■ Stored data entries
######
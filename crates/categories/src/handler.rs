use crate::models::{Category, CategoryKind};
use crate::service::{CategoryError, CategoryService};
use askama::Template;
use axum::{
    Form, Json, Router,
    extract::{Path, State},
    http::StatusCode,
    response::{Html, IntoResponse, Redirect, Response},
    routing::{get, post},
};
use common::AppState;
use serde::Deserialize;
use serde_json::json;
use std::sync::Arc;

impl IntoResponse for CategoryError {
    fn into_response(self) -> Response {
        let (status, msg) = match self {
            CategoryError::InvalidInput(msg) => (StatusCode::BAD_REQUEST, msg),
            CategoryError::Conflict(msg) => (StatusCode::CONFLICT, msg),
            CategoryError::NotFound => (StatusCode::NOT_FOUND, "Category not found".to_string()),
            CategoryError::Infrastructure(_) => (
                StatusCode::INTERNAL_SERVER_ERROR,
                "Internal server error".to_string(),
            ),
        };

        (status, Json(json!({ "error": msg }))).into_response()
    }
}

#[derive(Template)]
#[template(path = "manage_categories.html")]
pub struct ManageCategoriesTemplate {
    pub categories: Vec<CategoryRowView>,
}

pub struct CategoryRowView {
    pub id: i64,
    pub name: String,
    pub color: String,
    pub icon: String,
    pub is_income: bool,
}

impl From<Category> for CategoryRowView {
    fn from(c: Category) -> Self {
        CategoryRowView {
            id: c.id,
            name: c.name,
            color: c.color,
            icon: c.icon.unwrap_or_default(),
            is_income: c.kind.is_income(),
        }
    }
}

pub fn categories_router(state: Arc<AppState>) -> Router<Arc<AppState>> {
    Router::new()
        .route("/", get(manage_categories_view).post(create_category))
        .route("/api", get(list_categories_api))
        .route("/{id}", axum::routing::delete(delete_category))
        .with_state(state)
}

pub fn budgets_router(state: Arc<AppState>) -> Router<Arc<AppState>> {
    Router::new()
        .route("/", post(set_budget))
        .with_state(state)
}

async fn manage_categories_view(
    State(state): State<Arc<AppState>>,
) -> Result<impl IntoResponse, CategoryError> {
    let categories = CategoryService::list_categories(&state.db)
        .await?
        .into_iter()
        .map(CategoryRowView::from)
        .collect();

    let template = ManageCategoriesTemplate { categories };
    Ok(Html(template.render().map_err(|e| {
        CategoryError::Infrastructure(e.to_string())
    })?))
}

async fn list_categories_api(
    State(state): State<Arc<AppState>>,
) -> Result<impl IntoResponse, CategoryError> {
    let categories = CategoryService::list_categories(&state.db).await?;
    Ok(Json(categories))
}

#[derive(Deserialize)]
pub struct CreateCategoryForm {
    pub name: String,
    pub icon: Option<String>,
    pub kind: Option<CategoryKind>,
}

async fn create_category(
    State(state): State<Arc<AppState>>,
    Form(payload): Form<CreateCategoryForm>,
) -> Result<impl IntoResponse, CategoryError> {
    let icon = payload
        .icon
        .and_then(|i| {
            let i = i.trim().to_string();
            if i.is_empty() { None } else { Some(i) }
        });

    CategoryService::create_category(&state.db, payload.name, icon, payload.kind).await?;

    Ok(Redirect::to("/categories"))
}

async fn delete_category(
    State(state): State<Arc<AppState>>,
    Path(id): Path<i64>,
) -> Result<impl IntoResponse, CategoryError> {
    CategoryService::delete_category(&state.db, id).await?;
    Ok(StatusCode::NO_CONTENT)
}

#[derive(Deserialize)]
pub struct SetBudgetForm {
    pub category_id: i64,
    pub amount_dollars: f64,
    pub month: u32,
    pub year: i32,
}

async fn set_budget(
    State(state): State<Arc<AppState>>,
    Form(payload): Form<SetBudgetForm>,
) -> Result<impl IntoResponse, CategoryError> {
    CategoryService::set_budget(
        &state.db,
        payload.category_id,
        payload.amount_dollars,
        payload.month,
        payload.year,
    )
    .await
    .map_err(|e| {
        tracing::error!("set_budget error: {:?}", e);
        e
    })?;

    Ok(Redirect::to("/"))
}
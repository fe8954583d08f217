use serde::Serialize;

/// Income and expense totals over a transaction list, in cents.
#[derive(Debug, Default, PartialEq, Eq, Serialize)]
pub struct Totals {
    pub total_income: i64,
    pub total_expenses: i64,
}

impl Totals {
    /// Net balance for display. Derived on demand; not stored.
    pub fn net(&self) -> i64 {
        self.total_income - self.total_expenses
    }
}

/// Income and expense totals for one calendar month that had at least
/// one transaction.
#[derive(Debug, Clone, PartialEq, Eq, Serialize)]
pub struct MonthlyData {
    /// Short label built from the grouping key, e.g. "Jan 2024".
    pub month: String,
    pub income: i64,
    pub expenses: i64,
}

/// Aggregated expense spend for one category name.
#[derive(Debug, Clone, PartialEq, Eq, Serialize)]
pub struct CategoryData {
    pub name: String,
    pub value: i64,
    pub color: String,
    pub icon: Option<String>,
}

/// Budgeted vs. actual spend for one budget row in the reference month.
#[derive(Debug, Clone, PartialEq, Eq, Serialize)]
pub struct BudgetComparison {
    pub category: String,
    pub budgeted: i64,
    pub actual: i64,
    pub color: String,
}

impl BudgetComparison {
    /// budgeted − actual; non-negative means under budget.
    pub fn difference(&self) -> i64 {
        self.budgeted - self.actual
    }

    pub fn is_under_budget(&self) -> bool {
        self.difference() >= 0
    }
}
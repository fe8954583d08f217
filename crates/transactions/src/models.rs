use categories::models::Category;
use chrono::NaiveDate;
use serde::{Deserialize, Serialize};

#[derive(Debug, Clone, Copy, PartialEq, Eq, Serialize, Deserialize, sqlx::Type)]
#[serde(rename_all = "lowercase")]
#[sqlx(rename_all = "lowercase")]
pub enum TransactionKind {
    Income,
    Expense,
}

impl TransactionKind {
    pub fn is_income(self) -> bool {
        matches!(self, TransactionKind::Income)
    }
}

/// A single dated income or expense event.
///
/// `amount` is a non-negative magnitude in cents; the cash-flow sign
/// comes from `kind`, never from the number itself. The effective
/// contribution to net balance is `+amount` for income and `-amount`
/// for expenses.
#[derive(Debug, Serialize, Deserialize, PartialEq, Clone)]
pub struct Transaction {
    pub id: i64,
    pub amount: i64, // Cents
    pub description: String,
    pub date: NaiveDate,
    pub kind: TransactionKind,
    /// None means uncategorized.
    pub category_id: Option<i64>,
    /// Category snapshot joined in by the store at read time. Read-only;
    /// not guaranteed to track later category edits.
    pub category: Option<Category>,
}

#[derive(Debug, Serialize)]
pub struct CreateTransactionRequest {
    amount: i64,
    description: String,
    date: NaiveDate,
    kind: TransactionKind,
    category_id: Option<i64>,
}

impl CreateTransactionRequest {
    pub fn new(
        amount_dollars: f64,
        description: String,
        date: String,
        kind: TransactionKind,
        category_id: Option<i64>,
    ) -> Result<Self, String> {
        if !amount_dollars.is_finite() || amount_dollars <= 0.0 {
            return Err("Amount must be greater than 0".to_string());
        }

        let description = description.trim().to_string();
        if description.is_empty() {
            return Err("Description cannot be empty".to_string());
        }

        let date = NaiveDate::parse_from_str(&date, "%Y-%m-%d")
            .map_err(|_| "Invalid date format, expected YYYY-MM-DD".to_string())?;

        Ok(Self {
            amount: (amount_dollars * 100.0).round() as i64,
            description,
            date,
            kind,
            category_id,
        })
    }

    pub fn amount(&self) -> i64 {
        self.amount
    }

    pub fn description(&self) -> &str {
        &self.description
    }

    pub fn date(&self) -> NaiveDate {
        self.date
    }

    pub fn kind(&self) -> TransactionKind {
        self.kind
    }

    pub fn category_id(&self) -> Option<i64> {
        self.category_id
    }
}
######
■ TASK DIRECTIONS
The job here is to find each line above with the word "crates" and copy it.

■ OUTPUT FOR THIS TASK
filename crates/categories/src/handler.rs
filename crates/transactions/src/models.rs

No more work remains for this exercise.